Se suele afirmar que la vida es como el teatro: una representación donde el drama y la comedia se fusionan sin pedir permiso, sin respetar las reglas que los seres humanos nos empecinamos en redactar. Eso mismo debió pensar Jean-Baptiste Poquelin, más conocido como Molière. Nacido en París, el 15 de enero de 1622, encontró su muerte un 17 de febrero de 1673, durante el mismo mes que estaba estrenado y protagonizando, El enfermo imaginario (Le malade imaginaire). Este dramaturgo, actor y poeta francés, está considerado uno de los más grandes escritores universales.
La enorme tarea de la Compañía Nacional de Teatro Clásico (CNTC), dependiente del Instituto Nacional de las Artes Escénicas y de la Música (INAEM), nos permite acercarnos a obras significativas de nuestra historia cultural y humana. Durante esta pandemia, asistí, en el Teatro de la Comedia (Madrid), a la representación de la última obra de este ilustre francés, bajo la dirección y versión de Josep Maria Flotats quien también se pone en la piel de Argán, el enfermo imaginario, y sobre quien gira esta historia que comienza con aparentes tintes de drama para ir dejando paso a la comedia y en donde el amor tiene mucho que decir.

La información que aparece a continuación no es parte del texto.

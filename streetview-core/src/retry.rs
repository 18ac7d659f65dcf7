//! Fixed-delay, bounded-attempt retry shared by the image API client, the
//! cache store factory and the search-backend log hook.
//!
//! Unlike the usual exponential policy there is no growth and no jitter: every
//! attempt waits the same delay and the budget is a plain attempt count. When
//! the budget is spent, every attempt's failure is handed back, not only the
//! last one.

use std::fmt;
use std::future::Future;
use std::time::Duration;

use backoff::backoff::Backoff;
use backoff::future::retry_notify;
use tracing::debug;

/// Delay and attempt budget, built once from configuration and shared.
#[derive(Debug, Clone, Copy, PartialEq, Eq)]
pub struct RetryPolicy {
    delay: Duration,
    max_attempts: u32,
}

impl RetryPolicy {
    /// A zero attempt budget is raised to one: the operation always runs.
    pub fn new(delay: Duration, max_attempts: u32) -> Self {
        Self {
            delay,
            max_attempts: max_attempts.max(1),
        }
    }

    pub fn from_secs(delay_secs: u64, max_attempts: u32) -> Self {
        Self::new(Duration::from_secs(delay_secs), max_attempts)
    }

    pub fn delay(&self) -> Duration {
        self.delay
    }

    pub fn max_attempts(&self) -> u32 {
        self.max_attempts
    }

    fn backoff(&self) -> FixedAttempts {
        FixedAttempts {
            delay: self.delay,
            max_attempts: self.max_attempts,
            attempts: 1,
        }
    }

    /// Run `operation` until it succeeds or the attempt budget is spent.
    pub async fn execute<T, E, Op, Fut>(&self, mut operation: Op) -> Result<T, RetryExhausted<E>>
    where
        E: fmt::Display,
        Op: FnMut() -> Fut,
        Fut: Future<Output = Result<T, E>>,
    {
        let mut failures: Vec<E> = Vec::new();

        let result = retry_notify(
            self.backoff(),
            || {
                let attempt = operation();
                async move { attempt.await.map_err(backoff::Error::transient) }
            },
            |err: E, wait: Duration| {
                debug!(
                    error = %err,
                    retry_after_ms = wait.as_millis() as u64,
                    "Retry scheduled"
                );
                failures.push(err);
            },
        )
        .await;

        result.map_err(|last| {
            failures.push(last);
            RetryExhausted { failures }
        })
    }
}

/// Every failure from a retried operation, oldest first.
#[derive(Debug)]
pub struct RetryExhausted<E> {
    pub failures: Vec<E>,
}

impl<E> RetryExhausted<E> {
    pub fn attempts(&self) -> usize {
        self.failures.len()
    }
}

impl<E: fmt::Display> fmt::Display for RetryExhausted<E> {
    fn fmt(&self, f: &mut fmt::Formatter<'_>) -> fmt::Result {
        write!(f, "{} attempt(s) failed: ", self.failures.len())?;
        for (index, failure) in self.failures.iter().enumerate() {
            if index > 0 {
                f.write_str("; ")?;
            }
            write!(f, "attempt {}: {failure}", index + 1)?;
        }
        Ok(())
    }
}

impl<E: fmt::Display + fmt::Debug> std::error::Error for RetryExhausted<E> {}

/// Constant delay that stops after `max_attempts` total attempts.
#[derive(Debug, Clone)]
struct FixedAttempts {
    delay: Duration,
    max_attempts: u32,
    attempts: u32,
}

impl Backoff for FixedAttempts {
    fn reset(&mut self) {
        self.attempts = 1;
    }

    fn next_backoff(&mut self) -> Option<Duration> {
        if self.attempts >= self.max_attempts {
            return None;
        }
        self.attempts += 1;
        Some(self.delay)
    }
}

El reparto de actores es muy amplio, engranado y compacto según se desarrollan los actos. Anabel Alonso, en el personaje de Tonina, oficia de maestra de ceremonias con humor, ironía, complicidad entre los protagonistas (incluso con el público) y la sabiduría de quien sabe gestionar el egoísmo de Argán y los deseos de su hija Angélica (Belén Landaluce). La manipulación y el engaño constante en defensa de cumplir los sueños del amor. Tan antiguo, siempre presente, futuro garantizado.
Molière pone a la mujer en primer plano. En su época fue acusado de obscenidad por los temas que tocaba en alguna de sus obras (La escuela de las mujeres, por ejemplo) y de estar en contra de la religión. No olvidemos que estamos mediando el siglo XVII. También nos muestra los miserables anhelos de un hombre ignorante y egoísta. La moral, la ética, las costumbres y lo correcto e incorrecto, persiguen al ser humano desde siempre.
La magia del teatro nos permite observar con nuestros ojos, una obra que puede tener varias interpretaciones. Nuestros ojos de ahora no son los de entonces. El espejo sigue estando ahí y, el papel de la mujer, aún continúa con tintes cercanos a las vivencias de hace casi 350 años. ¿Qué hace que no haya todavía una integración honesta, transparente y se tenga que recurrir a leyes para imponer una igualdad? La imposición nunca es buena consejera. La libertad individual de las personas es el camino de la maduración y, el “no juzgar”, nuestra asignatura pendiente por excelencia.
La lectura de la historia, del ser humano, de las obras que nos dejan los grandes autores, nos permite comprender nuestra mirada personal, nuestra interpretación de unos hechos que, dependiendo nuestra emoción presente, nos aporta aquello que el teatro magníficamente nos devuelve y que nos muestra, aunque quede en nuestra retina más íntima, quiénes somos: seres que, dentro de sí mismos, estamos en permanente modificación. Incluso cuando hablamos de hipocondríacos.